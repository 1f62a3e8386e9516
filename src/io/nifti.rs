//! NIfTI-1 volumes: 3-D masks/maps and 4-D time series.
//!
//! Arrays are indexed `[x, y, z]` / `[x, y, z, t]`. Files ending in `.gz`
//! are read and written gzip-compressed.

use std::io::Write;
use std::path::Path;

use anyhow::{Context, Result, bail};
use flate2::Compression;
use flate2::write::GzEncoder;
use ndarray::{Array3, Array4, ArrayD, Ix3, Ix4};
use nifti::{IntoNdArray, NiftiHeader, NiftiObject, ReaderOptions};
use tracing::info;

const HEADER_SIZE: usize = 348;
const VOX_OFFSET: usize = 352;
const DT_FLOAT32: i16 = 16;

#[derive(Debug, Clone, PartialEq)]
pub struct Geometry {
    pub dims: (usize, usize, usize),
    pub voxel_size: (f64, f64, f64),
    /// Row-major 4x4 voxel-to-world transform.
    pub affine: [f64; 16],
    /// Repetition time in seconds, when the file carries one.
    pub tr: Option<f64>,
}

impl Geometry {
    pub fn identity(dims: (usize, usize, usize)) -> Self {
        Self {
            dims,
            voxel_size: (1.0, 1.0, 1.0),
            affine: [
                1.0, 0.0, 0.0, 0.0, //
                0.0, 1.0, 0.0, 0.0, //
                0.0, 0.0, 1.0, 0.0, //
                0.0, 0.0, 0.0, 1.0,
            ],
            tr: None,
        }
    }
}

fn read_object(path: &Path) -> Result<(Geometry, ArrayD<f64>)> {
    let obj = ReaderOptions::new()
        .read_file(path)
        .with_context(|| format!("failed to read NIfTI {}", path.display()))?;
    let geometry = geometry_from_header(obj.header());
    let data = obj
        .into_volume()
        .into_ndarray::<f64>()
        .with_context(|| format!("failed to decode NIfTI volume {}", path.display()))?;
    Ok((geometry, data))
}

/// World transform priority: sform, then qform, then voxel size alone.
pub fn geometry_from_header(header: &NiftiHeader) -> Geometry {
    let dim = header.dim;
    let pixdim = header.pixdim;
    let voxel_size = (pixdim[1] as f64, pixdim[2] as f64, pixdim[3] as f64);
    let affine = if header.sform_code > 0 {
        let (s, t, u) = (&header.srow_x, &header.srow_y, &header.srow_z);
        [
            s[0] as f64, s[1] as f64, s[2] as f64, s[3] as f64, //
            t[0] as f64, t[1] as f64, t[2] as f64, t[3] as f64, //
            u[0] as f64, u[1] as f64, u[2] as f64, u[3] as f64, //
            0.0, 0.0, 0.0, 1.0,
        ]
    } else if header.qform_code > 0 {
        qform_affine(header, voxel_size)
    } else {
        [
            voxel_size.0, 0.0, 0.0, 0.0, //
            0.0, voxel_size.1, 0.0, 0.0, //
            0.0, 0.0, voxel_size.2, 0.0, //
            0.0, 0.0, 0.0, 1.0,
        ]
    };
    let tr = if dim[0] >= 4 && pixdim[4] > 0.0 {
        Some(pixdim[4] as f64)
    } else {
        None
    };
    Geometry {
        dims: (dim[1].max(1) as usize, dim[2].max(1) as usize, dim[3].max(1) as usize),
        voxel_size,
        affine,
        tr,
    }
}

/// NIfTI-1 method 2: rotation from the (b, c, d) quaternion, `pixdim[0]` as the z handedness.
fn qform_affine(header: &NiftiHeader, voxel_size: (f64, f64, f64)) -> [f64; 16] {
    let b = header.quatern_b as f64;
    let c = header.quatern_c as f64;
    let d = header.quatern_d as f64;
    let a = (1.0 - (b * b + c * c + d * d)).max(0.0).sqrt();
    let qfac = if header.pixdim[0] < 0.0 { -1.0 } else { 1.0 };
    let (dx, dy, dz) = (voxel_size.0, voxel_size.1, voxel_size.2 * qfac);

    let r = [
        [a * a + b * b - c * c - d * d, 2.0 * (b * c - a * d), 2.0 * (b * d + a * c)],
        [2.0 * (b * c + a * d), a * a + c * c - b * b - d * d, 2.0 * (c * d - a * b)],
        [2.0 * (b * d - a * c), 2.0 * (c * d + a * b), a * a + d * d - b * b - c * c],
    ];
    let offset = [
        header.quatern_x as f64,
        header.quatern_y as f64,
        header.quatern_z as f64,
    ];
    let mut affine = [0.0; 16];
    for row in 0..3 {
        affine[row * 4] = r[row][0] * dx;
        affine[row * 4 + 1] = r[row][1] * dy;
        affine[row * 4 + 2] = r[row][2] * dz;
        affine[row * 4 + 3] = offset[row];
    }
    affine[15] = 1.0;
    affine
}

/// 3-D volume. A 4-D file with a single frame is accepted.
pub fn read_volume(path: &Path) -> Result<(Geometry, Array3<f64>)> {
    let (geometry, data) = read_object(path)?;
    let data = match data.ndim() {
        3 => data,
        4 if data.shape()[3] == 1 => data.index_axis_move(ndarray::Axis(3), 0),
        n => bail!("{}: expected a 3-D volume, found {}-D", path.display(), n),
    };
    let volume = data
        .into_dimensionality::<Ix3>()
        .with_context(|| format!("{}: not a 3-D volume", path.display()))?;
    info!(path = %path.display(), dims = ?volume.dim(), "volume_loaded");
    Ok((geometry, volume))
}

pub fn read_series(path: &Path) -> Result<(Geometry, Array4<f64>)> {
    let (geometry, data) = read_object(path)?;
    if data.ndim() != 4 {
        bail!("{}: expected a 4-D series, found {}-D", path.display(), data.ndim());
    }
    let series = data
        .into_dimensionality::<Ix4>()
        .with_context(|| format!("{}: not a 4-D series", path.display()))?;
    info!(path = %path.display(), dims = ?series.dim(), "series_loaded");
    Ok((geometry, series))
}

pub fn write_volume(path: &Path, volume: &Array3<f64>, geometry: &Geometry) -> Result<()> {
    let (nx, ny, nz) = volume.dim();
    let mut data = Vec::with_capacity(volume.len());
    // NIfTI stores x fastest.
    for k in 0..nz {
        for j in 0..ny {
            for i in 0..nx {
                data.push(volume[[i, j, k]]);
            }
        }
    }
    let bytes = encode(&data, &[nx, ny, nz], geometry)?;
    write_bytes(path, &bytes)
}

pub fn write_series(path: &Path, series: &Array4<f64>, geometry: &Geometry) -> Result<()> {
    let (nx, ny, nz, nt) = series.dim();
    let mut data = Vec::with_capacity(series.len());
    for t in 0..nt {
        for k in 0..nz {
            for j in 0..ny {
                for i in 0..nx {
                    data.push(series[[i, j, k, t]]);
                }
            }
        }
    }
    let bytes = encode(&data, &[nx, ny, nz, nt], geometry)?;
    write_bytes(path, &bytes)
}

fn encode(data: &[f64], shape: &[usize], geometry: &Geometry) -> Result<Vec<u8>> {
    let mut header = [0u8; HEADER_SIZE];
    header[0..4].copy_from_slice(&(HEADER_SIZE as i32).to_le_bytes());

    let mut dim = [1i16; 8];
    dim[0] = shape.len() as i16;
    for (i, &n) in shape.iter().enumerate() {
        dim[i + 1] = i16::try_from(n).with_context(|| format!("dimension {} too large for NIfTI-1", n))?;
    }
    for (i, d) in dim.iter().enumerate() {
        let offset = 40 + i * 2;
        header[offset..offset + 2].copy_from_slice(&d.to_le_bytes());
    }

    header[70..72].copy_from_slice(&DT_FLOAT32.to_le_bytes());
    header[72..74].copy_from_slice(&32i16.to_le_bytes());

    let (vx, vy, vz) = geometry.voxel_size;
    let tr = geometry.tr.unwrap_or(1.0);
    let pixdim: [f32; 8] = [1.0, vx as f32, vy as f32, vz as f32, tr as f32, 1.0, 1.0, 1.0];
    for (i, p) in pixdim.iter().enumerate() {
        let offset = 76 + i * 4;
        header[offset..offset + 4].copy_from_slice(&p.to_le_bytes());
    }

    header[108..112].copy_from_slice(&(VOX_OFFSET as f32).to_le_bytes());
    // scl_slope = 1, scl_inter = 0
    header[112..116].copy_from_slice(&1.0f32.to_le_bytes());
    header[116..120].copy_from_slice(&0.0f32.to_le_bytes());
    // xyzt_units: mm + seconds
    header[123] = 2 | 8;
    // sform_code = 1 (scanner anat)
    header[254..256].copy_from_slice(&1i16.to_le_bytes());
    for row in 0..3 {
        for col in 0..4 {
            let offset = 280 + row * 16 + col * 4;
            let v = geometry.affine[row * 4 + col] as f32;
            header[offset..offset + 4].copy_from_slice(&v.to_le_bytes());
        }
    }
    header[344..348].copy_from_slice(b"n+1\0");

    let mut buffer = Vec::with_capacity(VOX_OFFSET + data.len() * 4);
    buffer.extend_from_slice(&header);
    buffer.extend_from_slice(&[0u8; VOX_OFFSET - HEADER_SIZE]);
    for &v in data {
        buffer.extend_from_slice(&(v as f32).to_le_bytes());
    }
    Ok(buffer)
}

fn write_bytes(path: &Path, bytes: &[u8]) -> Result<()> {
    let file = std::fs::File::create(path)
        .with_context(|| format!("failed to create {}", path.display()))?;
    let mut writer = std::io::BufWriter::new(file);
    if path.extension().and_then(|s| s.to_str()) == Some("gz") {
        let mut encoder = GzEncoder::new(writer, Compression::default());
        encoder.write_all(bytes)?;
        encoder.finish()?.flush()?;
    } else {
        writer.write_all(bytes)?;
        writer.flush()?;
    }
    Ok(())
}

_ _ _ _ _ _ _

(YOUR OBJECTIVE): Using the entries above, return exactly the lines from the line with "use tracing::info;" to the line with "4x4 voxel-to-world transform.", counting both of those lines.

(RESPONSE BELOW):
use tracing::info;

const HEADER_SIZE: usize = 348;
const VOX_OFFSET: usize = 352;
const DT_FLOAT32: i16 = 16;

#[derive(Debug, Clone, PartialEq)]
pub struct Geometry {
    pub dims: (usize, usize, usize),
    pub voxel_size: (f64, f64, f64),
    /// Row-major 4x4 voxel-to-world transform.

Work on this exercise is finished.